Data listing:
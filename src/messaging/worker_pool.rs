//! # Worker Pool
//!
//! Pulls deliveries off the [`JobQueue`] and runs them on the
//! [`TaskExecutor`], at most `worker_concurrency` at a time. Each delivery
//! runs in its own tokio task under the hard time limit; exceeding it aborts
//! the task (child processes are killed on drop) and the failure is folded
//! into the task state as a timeout. A panicking delivery is treated the
//! same way as a system error.
//!
//! Retry decisions come back from the executor as
//! [`ExecutionOutcome::Retrying`]; the pool only schedules the redelivery.
//! A delivery that raises instead of settling (the store went away mid-way)
//! is treated as a system failure and goes through the same retry budget.

use std::sync::atomic::{AtomicU64, Ordering};
use std::sync::Arc;
use std::time::Duration;

use tokio::sync::Semaphore;
use tokio_util::sync::CancellationToken;
use tracing::{debug, info, warn};
use uuid::Uuid;

use super::message::Delivery;
use super::queue::JobQueue;
use crate::config::ExecutionConfig;
use crate::constants::operations;
use crate::error::DockingError;
use crate::logging::log_error;
use crate::orchestration::{
    DeliveryContext, Disposition, ErrorKind, ExecutionError, ExecutionOutcome, TaskExecutor,
};

/// Counters since the pool started
#[derive(Debug, Default)]
pub struct WorkerPoolStats {
    pub processed: AtomicU64,
    pub succeeded: AtomicU64,
    pub failed: AtomicU64,
    pub retried: AtomicU64,
    pub skipped: AtomicU64,
}

impl WorkerPoolStats {
    fn record(&self, outcome: &ExecutionOutcome) {
        self.processed.fetch_add(1, Ordering::Relaxed);
        let counter = match outcome {
            ExecutionOutcome::Succeeded { .. } => &self.succeeded,
            ExecutionOutcome::Failed { .. } => &self.failed,
            ExecutionOutcome::Retrying { .. } => &self.retried,
            ExecutionOutcome::Skipped { .. } | ExecutionOutcome::Superseded => &self.skipped,
        };
        counter.fetch_add(1, Ordering::Relaxed);
    }

    pub fn processed(&self) -> u64 {
        self.processed.load(Ordering::Relaxed)
    }
}

#[derive(Clone)]
pub struct WorkerPool {
    queue: Arc<dyn JobQueue>,
    executor: TaskExecutor,
    concurrency: usize,
    hard_timeout: Duration,
    stats: Arc<WorkerPoolStats>,
}

impl WorkerPool {
    pub fn new(queue: Arc<dyn JobQueue>, executor: TaskExecutor, config: &ExecutionConfig) -> Self {
        Self {
            queue,
            executor,
            concurrency: config.worker_concurrency.max(1),
            hard_timeout: config.hard_timeout(),
            stats: Arc::new(WorkerPoolStats::default()),
        }
    }

    pub fn stats(&self) -> Arc<WorkerPoolStats> {
        self.stats.clone()
    }

    /// Dispatch deliveries until `shutdown` fires or the queue closes, then
    /// wait for executing deliveries to finish
    pub async fn run(self, shutdown: CancellationToken) {
        info!(concurrency = self.concurrency, "Worker pool started");
        let permits = Arc::new(Semaphore::new(self.concurrency));

        loop {
            let permit = tokio::select! {
                biased;
                _ = shutdown.cancelled() => break,
                permit = permits.clone().acquire_owned() => match permit {
                    Ok(permit) => permit,
                    Err(_) => break,
                },
            };

            let delivery = tokio::select! {
                biased;
                _ = shutdown.cancelled() => break,
                delivery = self.queue.receive() => delivery,
            };

            let delivery = match delivery {
                Ok(Some(delivery)) => delivery,
                Ok(None) => {
                    info!("Job queue closed");
                    break;
                }
                Err(e) => {
                    log_error("worker_pool", "receive", &e.to_string(), None);
                    break;
                }
            };

            let pool = self.clone();
            tokio::spawn(async move {
                pool.process(delivery).await;
                drop(permit);
            });
        }

        // Every permit back means every delivery has been settled
        let _drained = permits.acquire_many(self.concurrency as u32).await;
        info!(
            processed = self.stats.processed(),
            "Worker pool stopped"
        );
    }

    /// Run a single delivery to completion, including retry scheduling
    pub async fn process(&self, delivery: Delivery) {
        let task_id = delivery.task_id;
        let attempt = delivery.attempt;
        let ctx = DeliveryContext::new(attempt, self.queue.begin(&delivery));

        let executor = self.executor.clone();
        let mut handle = tokio::spawn(async move { executor.execute(task_id, ctx).await });

        let outcome = match tokio::time::timeout(self.hard_timeout, &mut handle).await {
            Ok(Ok(result)) => result,
            Ok(Err(join_error)) => {
                let error = ExecutionError::system(format!(
                    "Worker crashed on task {task_id}: {join_error}"
                ));
                self.executor.abandon(task_id, error, attempt).await
            }
            Err(_) => {
                handle.abort();
                let error = ExecutionError::new(
                    ErrorKind::Timeout,
                    format!("Hard time limit of {}s exceeded", self.hard_timeout.as_secs()),
                );
                self.executor.abandon(task_id, error, attempt).await
            }
        };
        self.queue.finish(&delivery);

        let outcome = match outcome {
            Ok(outcome) => outcome,
            Err(e) => match self.recover(task_id, attempt, e).await {
                Some(outcome) => outcome,
                None => return,
            },
        };
        self.stats.record(&outcome);
        if outcome.is_terminal() {
            self.queue.forget(task_id);
        }

        if let ExecutionOutcome::Retrying {
            next_attempt,
            delay,
            ref error,
        } = outcome
        {
            debug!(task_id = %task_id, next_attempt, delay_ms = delay.as_millis() as u64, error = %error, "Scheduling redelivery");
            self.schedule_retry(task_id, next_attempt, delay).await;
        }
    }

    /// The delivery raised instead of settling, so the task may be stuck in
    /// PENDING or RUNNING. Redeliver while the retry budget lasts, then try
    /// once more to settle it as a system failure.
    async fn recover(
        &self,
        task_id: Uuid,
        attempt: u32,
        error: DockingError,
    ) -> Option<ExecutionOutcome> {
        let failure = ExecutionError::system(format!(
            "Delivery of task {task_id} attempt {attempt} raised: {error}"
        ));
        match self.executor.retry_policy().classify(&failure, attempt) {
            Disposition::Retry {
                next_attempt,
                delay,
            } => Some(ExecutionOutcome::Retrying {
                next_attempt,
                delay,
                error: failure.message,
            }),
            Disposition::Fail => match self.executor.abandon(task_id, failure, attempt).await {
                Ok(outcome) => Some(outcome),
                Err(e) => {
                    log_error(
                        "worker_pool",
                        operations::EXECUTE_TASK,
                        &e.to_string(),
                        Some(&format!("task_id={task_id} attempt={attempt} retries exhausted")),
                    );
                    None
                }
            },
        }
    }

    async fn schedule_retry(&self, task_id: Uuid, attempt: u32, delay: Duration) {
        if let Err(e) = self
            .queue
            .enqueue_after(Delivery::attempt(task_id, attempt), delay)
            .await
        {
            warn!(task_id = %task_id, error = %e, "Failed to schedule redelivery");
        }
    }
}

Task brief:
Once the listing above has been read, restate it exactly.

Reply:
filename src/messaging/worker_pool.rs
//! # Worker Pool
//!
//! Pulls deliveries off the [`JobQueue`] and runs them on the
//! [`TaskExecutor`], at most `worker_concurrency` at a time. Each delivery
//! runs in its own tokio task under the hard time limit; exceeding it aborts
//! the task (child processes are killed on drop) and the failure is folded
//! into the task state as a timeout. A panicking delivery is treated the
//! same way as a system error.
//!
//! Retry decisions come back from the executor as
//! [`ExecutionOutcome::Retrying`]; the pool only schedules the redelivery.
//! A delivery that raises instead of settling (the store went away mid-way)
//! is treated as a system failure and goes through the same retry budget.

use std::sync::atomic::{AtomicU64, Ordering};
use std::sync::Arc;
use std::time::Duration;

use tokio::sync::Semaphore;
use tokio_util::sync::CancellationToken;
use tracing::{debug, info, warn};
use uuid::Uuid;

use super::message::Delivery;
use super::queue::JobQueue;
use crate::config::ExecutionConfig;
use crate::constants::operations;
use crate::error::DockingError;
use crate::logging::log_error;
use crate::orchestration::{
    DeliveryContext, Disposition, ErrorKind, ExecutionError, ExecutionOutcome, TaskExecutor,
};

/// Counters since the pool started
#[derive(Debug, Default)]
pub struct WorkerPoolStats {
    pub processed: AtomicU64,
    pub succeeded: AtomicU64,
    pub failed: AtomicU64,
    pub retried: AtomicU64,
    pub skipped: AtomicU64,
}

impl WorkerPoolStats {
    fn record(&self, outcome: &ExecutionOutcome) {
        self.processed.fetch_add(1, Ordering::Relaxed);
        let counter = match outcome {
            ExecutionOutcome::Succeeded { .. } => &self.succeeded,
            ExecutionOutcome::Failed { .. } => &self.failed,
            ExecutionOutcome::Retrying { .. } => &self.retried,
            ExecutionOutcome::Skipped { .. } | ExecutionOutcome::Superseded => &self.skipped,
        };
        counter.fetch_add(1, Ordering::Relaxed);
    }

    pub fn processed(&self) -> u64 {
        self.processed.load(Ordering::Relaxed)
    }
}

#[derive(Clone)]
pub struct WorkerPool {
    queue: Arc<dyn JobQueue>,
    executor: TaskExecutor,
    concurrency: usize,
    hard_timeout: Duration,
    stats: Arc<WorkerPoolStats>,
}

impl WorkerPool {
    pub fn new(queue: Arc<dyn JobQueue>, executor: TaskExecutor, config: &ExecutionConfig) -> Self {
        Self {
            queue,
            executor,
            concurrency: config.worker_concurrency.max(1),
            hard_timeout: config.hard_timeout(),
            stats: Arc::new(WorkerPoolStats::default()),
        }
    }

    pub fn stats(&self) -> Arc<WorkerPoolStats> {
        self.stats.clone()
    }

    /// Dispatch deliveries until `shutdown` fires or the queue closes, then
    /// wait for executing deliveries to finish
    pub async fn run(self, shutdown: CancellationToken) {
        info!(concurrency = self.concurrency, "Worker pool started");
        let permits = Arc::new(Semaphore::new(self.concurrency));

        loop {
            let permit = tokio::select! {
                biased;
                _ = shutdown.cancelled() => break,
                permit = permits.clone().acquire_owned() => match permit {
                    Ok(permit) => permit,
                    Err(_) => break,
                },
            };

            let delivery = tokio::select! {
                biased;
                _ = shutdown.cancelled() => break,
                delivery = self.queue.receive() => delivery,
            };

            let delivery = match delivery {
                Ok(Some(delivery)) => delivery,
                Ok(None) => {
                    info!("Job queue closed");
                    break;
                }
                Err(e) => {
                    log_error("worker_pool", "receive", &e.to_string(), None);
                    break;
                }
            };

            let pool = self.clone();
            tokio::spawn(async move {
                pool.process(delivery).await;
                drop(permit);
            });
        }

        // Every permit back means every delivery has been settled
        let _drained = permits.acquire_many(self.concurrency as u32).await;
        info!(
            processed = self.stats.processed(),
            "Worker pool stopped"
        );
    }

    /// Run a single delivery to completion, including retry scheduling
    pub async fn process(&self, delivery: Delivery) {
        let task_id = delivery.task_id;
        let attempt = delivery.attempt;
        let ctx = DeliveryContext::new(attempt, self.queue.begin(&delivery));

        let executor = self.executor.clone();
        let mut handle = tokio::spawn(async move { executor.execute(task_id, ctx).await });

        let outcome = match tokio::time::timeout(self.hard_timeout, &mut handle).await {
            Ok(Ok(result)) => result,
            Ok(Err(join_error)) => {
                let error = ExecutionError::system(format!(
                    "Worker crashed on task {task_id}: {join_error}"
                ));
                self.executor.abandon(task_id, error, attempt).await
            }
            Err(_) => {
                handle.abort();
                let error = ExecutionError::new(
                    ErrorKind::Timeout,
                    format!("Hard time limit of {}s exceeded", self.hard_timeout.as_secs()),
                );
                self.executor.abandon(task_id, error, attempt).await
            }
        };
        self.queue.finish(&delivery);

        let outcome = match outcome {
            Ok(outcome) => outcome,
            Err(e) => match self.recover(task_id, attempt, e).await {
                Some(outcome) => outcome,
                None => return,
            },
        };
        self.stats.record(&outcome);
        if outcome.is_terminal() {
            self.queue.forget(task_id);
        }

        if let ExecutionOutcome::Retrying {
            next_attempt,
            delay,
            ref error,
        } = outcome
        {
            debug!(task_id = %task_id, next_attempt, delay_ms = delay.as_millis() as u64, error = %error, "Scheduling redelivery");
            self.schedule_retry(task_id, next_attempt, delay).await;
        }
    }

    /// The delivery raised instead of settling, so the task may be stuck in
    /// PENDING or RUNNING. Redeliver while the retry budget lasts, then try
    /// once more to settle it as a system failure.
    async fn recover(
        &self,
        task_id: Uuid,
        attempt: u32,
        error: DockingError,
    ) -> Option<ExecutionOutcome> {
        let failure = ExecutionError::system(format!(
            "Delivery of task {task_id} attempt {attempt} raised: {error}"
        ));
        match self.executor.retry_policy().classify(&failure, attempt) {
            Disposition::Retry {
                next_attempt,
                delay,
            } => Some(ExecutionOutcome::Retrying {
                next_attempt,
                delay,
                error: failure.message,
            }),
            Disposition::Fail => match self.executor.abandon(task_id, failure, attempt).await {
                Ok(outcome) => Some(outcome),
                Err(e) => {
                    log_error(
                        "worker_pool",
                        operations::EXECUTE_TASK,
                        &e.to_string(),
                        Some(&format!("task_id={task_id} attempt={attempt} retries exhausted")),
                    );
                    None
                }
            },
        }
    }

    async fn schedule_retry(&self, task_id: Uuid, attempt: u32, delay: Duration) {
        if let Err(e) = self
            .queue
            .enqueue_after(Delivery::attempt(task_id, attempt), delay)
            .await
        {
            warn!(task_id = %task_id, error = %e, "Failed to schedule redelivery");
        }
    }
}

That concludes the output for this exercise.